I'm going to be ordering my favourite bean from a number of roasters to see how their roasts compare. Will I be able to spot the difference?

Roasters I have put on my comparison list so far are:

Foundry

Crankhouse

Ancoats Coffee Company

Coffee Compass

Avenue

Any more suggestions?


----------



## Syenitic (Dec 1, 2013)

ridland said:


> I'm going to be ordering my favourite bean from a number of roasters to see how their roasts compare. Will I be able to spot the difference?
> 
> Roasters I have put on my comparison list so far are:
> 
> ...


JollyBrew ?


----------



## Dallah (Jan 31, 2015)

Ordered so far:

Foundry

Crankhouse

Coffee Compass

Avenue

Jolly Bean Roastery

Will pick up some Ancoats tomorrow to save on the postage (Yes I'm a bit tight, not as tight as some who cannot be mentioned, but I'll drive 3 miles to save a couple of quid.)


----------



## SmithStCoffeeRoasters (Feb 23, 2016)

Interesting.. There should be a noticeable difference I recon. Little of topic but you ever tried same bean same roaster with different water? I did a comparison with Yorkshire, Trent & bottled Buxton water taste difference was considerable.


----------



## aaronb (Nov 16, 2012)

SmithStCoffeeRoasters said:


> Interesting.. There should be a noticeable difference I recon. Little of topic but you ever tried same bean same roaster with different water? I did a comparison with Yorkshire, Trent & bottled Buxton water taste difference was considerable.

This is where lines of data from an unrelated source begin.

#[cfg(test)]
mod tests {
    use super::*;
    use arrow::array::{Array, Float64Array, StringArray, TimestampNanosecondArray};
    use arrow::datatypes::{DataType, Field, TimeUnit};
    use std::sync::Arc;

    const MINUTE: i64 = 60_000_000_000;

    fn schema() -> SchemaRef {
        Arc::new(Schema::new(vec![
            Field::new("timestamp", DataType::Timestamp(TimeUnit::Nanosecond, None), false),
            Field::new("humidity", DataType::Float64, false),
            Field::new("pressure", DataType::Float64, false),
            Field::new("location", DataType::Utf8, false),
        ]))
    }

    fn rows(data: &[(i64, f64, f64, &str)]) -> RecordBatch {
        RecordBatch::try_new(
            schema(),
            vec![
                Arc::new(TimestampNanosecondArray::from(
                    data.iter().map(|r| r.0 * MINUTE).collect::<Vec<_>>(),
                )),
                Arc::new(Float64Array::from(
                    data.iter().map(|r| r.1).collect::<Vec<_>>(),
                )),
                Arc::new(Float64Array::from(
                    data.iter().map(|r| r.2).collect::<Vec<_>>(),
                )),
                Arc::new(StringArray::from(
                    data.iter().map(|r| r.3).collect::<Vec<_>>(),
                )),
            ],
        )
        .unwrap()
    }

    fn humidity(batch: &RecordBatch) -> Vec<f64> {
        batch
            .column(1)
            .as_any()
            .downcast_ref::<Float64Array>()
            .unwrap()
            .values()
            .to_vec()
    }

    fn minutes(batch: &RecordBatch) -> Vec<i64> {
        key_nanos(batch.column(0).as_ref())
            .unwrap()
            .into_iter()
            .map(|k| k / MINUTE)
            .collect()
    }

    #[test]
    fn test_empty_existing_takes_new_slice_as_is() {
        let new = rows(&[(5, 0.1, 1.0, "Paris"), (5, 0.1, 1.0, "Paris")]);
        let outcome = merge(&rows(&[]), &new, "timestamp", &DuplicatePolicy::FullRow).unwrap();
        assert!(outcome.changed);
        assert_eq!(outcome.merged.num_rows(), 2);

        let nothing = merge(&rows(&[]), &rows(&[]), "timestamp", &DuplicatePolicy::FullRow).unwrap();
        assert!(!nothing.changed);
    }

    #[test]
    fn test_empty_new_slice_changes_nothing() {
        let existing = rows(&[(1, 0.3, 1.0, "Paris")]);
        let outcome = merge(&existing, &rows(&[]), "timestamp", &DuplicatePolicy::KeyOnly).unwrap();
        assert!(!outcome.changed);
        assert!(same_rows(&outcome.merged, &existing));
    }

    #[test]
    fn test_identical_resubmission_is_unchanged() {
        let existing = rows(&[(1, 0.3, 1.0, "Paris"), (3, 0.8, 1.1, "Paris")]);
        let outcome = merge(
            &existing,
            &rows(&[(3, 0.8, 1.1, "Paris")]),
            "timestamp",
            &DuplicatePolicy::FullRow,
        )
        .unwrap();
        assert!(!outcome.changed);
        assert_eq!(outcome.merged.num_rows(), 2);
    }

    #[test]
    fn test_key_only_new_row_wins() {
        let existing = rows(&[(1, 0.3, 1.0, "Paris"), (2, 0.5, 1.0, "Paris")]);
        let new = rows(&[(1, 0.9, 2.0, "Milan")]);
        let outcome = merge(&existing, &new, "timestamp", &DuplicatePolicy::KeyOnly).unwrap();

        assert!(outcome.changed);
        assert_eq!(minutes(&outcome.merged), vec![1, 2]);
        assert_eq!(humidity(&outcome.merged), vec![0.9, 0.5]);
    }

    #[test]
    fn test_last_new_row_wins_among_duplicates() {
        let existing = rows(&[(1, 0.3, 1.0, "Paris")]);
        let new = rows(&[(1, 0.4, 1.0, "Paris"), (0, 0.1, 1.0, "Paris"), (1, 0.6, 1.0, "Paris")]);
        let outcome = merge(&existing, &new, "timestamp", &DuplicatePolicy::KeyOnly).unwrap();

        assert_eq!(minutes(&outcome.merged), vec![0, 1]);
        assert_eq!(humidity(&outcome.merged), vec![0.1, 0.6]);
    }

    #[test]
    fn test_empty_column_list_compares_full_rows() {
        assert_eq!(DuplicatePolicy::from_columns(Some(Vec::new())), DuplicatePolicy::FullRow);
        assert_eq!(DuplicatePolicy::from_columns(None), DuplicatePolicy::FullRow);

        let existing = rows(&[(1, 0.3, 1.0, "Paris")]);
        let new = rows(&[(1, 0.9, 1.0, "Paris")]);
        let outcome = merge(
            &existing,
            &new,
            "timestamp",
            &DuplicatePolicy::Columns(Vec::new()),
        )
        .unwrap();

        assert!(outcome.changed);
        assert_eq!(humidity(&outcome.merged), vec![0.3, 0.9]);
    }

    #[test]
    fn test_full_row_keeps_rows_differing_in_any_column() {
        let existing = rows(&[(1, 0.3, 1.0, "Paris")]);
        let new = rows(&[(1, 0.3, 1.1, "Paris"), (0, 0.3, 1.0, "Paris")]);
        let outcome = merge(&existing, &new, "timestamp", &DuplicatePolicy::FullRow).unwrap();

        assert!(outcome.changed);
        assert_eq!(minutes(&outcome.merged), vec![0, 1, 1]);
    }

    #[test]
    fn test_column_subset_supersedes_and_keeps() {
        let existing = rows(&[(1, 0.4, 1.0, "Paris")]);
        // Same key, humidity and location: differs only in excluded pressure -> supersedes.
        // Different humidity -> distinct record, kept.
        let new = rows(&[(1, 0.4, 1.1, "Paris"), (1, 0.5, 1.1, "Paris")]);
        let policy = DuplicatePolicy::Columns(vec!["humidity".into(), "location".into()]);
        let outcome = merge(&existing, &new, "timestamp", &policy).unwrap();

        assert!(outcome.changed);
        assert_eq!(outcome.merged.num_rows(), 2);
        assert_eq!(humidity(&outcome.merged), vec![0.4, 0.5]);
        let pressure = outcome
            .merged
            .column(2)
            .as_any()
            .downcast_ref::<Float64Array>()
            .unwrap();
        assert_eq!(pressure.value(0), 1.1);
    }

    #[test]
    fn test_index_alias_means_temporal_key() {
        let existing = rows(&[(1, 0.3, 1.0, "Paris")]);
        let new = rows(&[(1, 0.4, 1.0, "Paris")]);
        let policy = DuplicatePolicy::Columns(vec![INDEX_ALIAS.into()]);
        let outcome = merge(&existing, &new, "timestamp", &policy).unwrap();
        assert_eq!(humidity(&outcome.merged), vec![0.4]);
    }

    #[test]
    fn test_unknown_policy_column_is_schema_error() {
        let policy = DuplicatePolicy::Columns(vec!["temperature".into()]);
        let err = merge(
            &rows(&[(1, 0.3, 1.0, "Paris")]),
            &rows(&[(1, 0.3, 1.0, "Paris")]),
            "timestamp",
            &policy,
        )
        .unwrap_err();
        assert!(matches!(err, CoreError::Schema { .. }));
    }

    #[test]
    fn test_merge_converges() {
        let existing = rows(&[(1, 0.3, 1.0, "Paris"), (2, 0.5, 1.0, "Paris")]);
        let new = rows(&[(2, 0.7, 1.0, "Paris"), (3, 0.2, 1.0, "Milan")]);
        let policy = DuplicatePolicy::KeyOnly;

        let once = merge(&existing, &new, "timestamp", &policy).unwrap();
        assert!(once.changed);
        let twice = merge(&once.merged, &new, "timestamp", &policy).unwrap();
        assert!(!twice.changed);
        assert!(same_rows(&once.merged, &twice.merged));
    }

    #[test]
    fn test_column_order_is_aligned_and_types_checked() {
        let existing = rows(&[(1, 0.3, 1.0, "Paris")]);
        let reordered_schema = Arc::new(Schema::new(vec![
            Field::new("location", DataType::Utf8, false),
            Field::new("timestamp", DataType::Timestamp(TimeUnit::Nanosecond, None), false),
            Field::new("pressure", DataType::Float64, false),
            Field::new("humidity", DataType::Float64, false),
        ]));
        let reordered = RecordBatch::try_new(
            reordered_schema,
            vec![
                Arc::new(StringArray::from(vec!["Paris"])),
                Arc::new(TimestampNanosecondArray::from(vec![2 * MINUTE])),
                Arc::new(Float64Array::from(vec![1.0])),
                Arc::new(Float64Array::from(vec![0.6])),
            ],
        )
        .unwrap();
        let outcome = merge(&existing, &reordered, "timestamp", &DuplicatePolicy::FullRow).unwrap();
        assert_eq!(humidity(&outcome.merged), vec![0.3, 0.6]);

        let wrong_type_schema = Arc::new(Schema::new(vec![
            Field::new("timestamp", DataType::Timestamp(TimeUnit::Nanosecond, None), false),
            Field::new("humidity", DataType::Utf8, false),
            Field::new("pressure", DataType::Float64, false),
            Field::new("location", DataType::Utf8, false),
        ]));
        let wrong = RecordBatch::try_new(
            wrong_type_schema,
            vec![
                Arc::new(TimestampNanosecondArray::from(vec![2 * MINUTE])),
                Arc::new(StringArray::from(vec!["wet"])),
                Arc::new(Float64Array::from(vec![1.0])),
                Arc::new(StringArray::from(vec!["Paris"])),
            ],
        )
        .unwrap();
        assert!(matches!(
            merge(&existing, &wrong, "timestamp", &DuplicatePolicy::FullRow),
            Err(CoreError::Schema { .. })
        ));
    }
}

Yes, quite a lot of research has been done on water. There is a long thread on the forums here, Maxwell's Tamper Tantrum talk, and the associated paper he co-wrote.


----------



## PPapa (Oct 24, 2015)

Tried Avenue's, Foundry's and Jolly Bean's Rocko Mountain Reserve. All three quite different and I couldn't tell a clear winner, but I think I liked the Avenue's the most. Worked best even in non-ideal situations and always very sweet!


----------



## ZachChipp (Apr 10, 2014)

York coffee emporium


----------



## frandavi99 (Jun 8, 2014)

Island Roasted do it quite well


----------



## foundrycoffeeroasters.com (Jun 19, 2014)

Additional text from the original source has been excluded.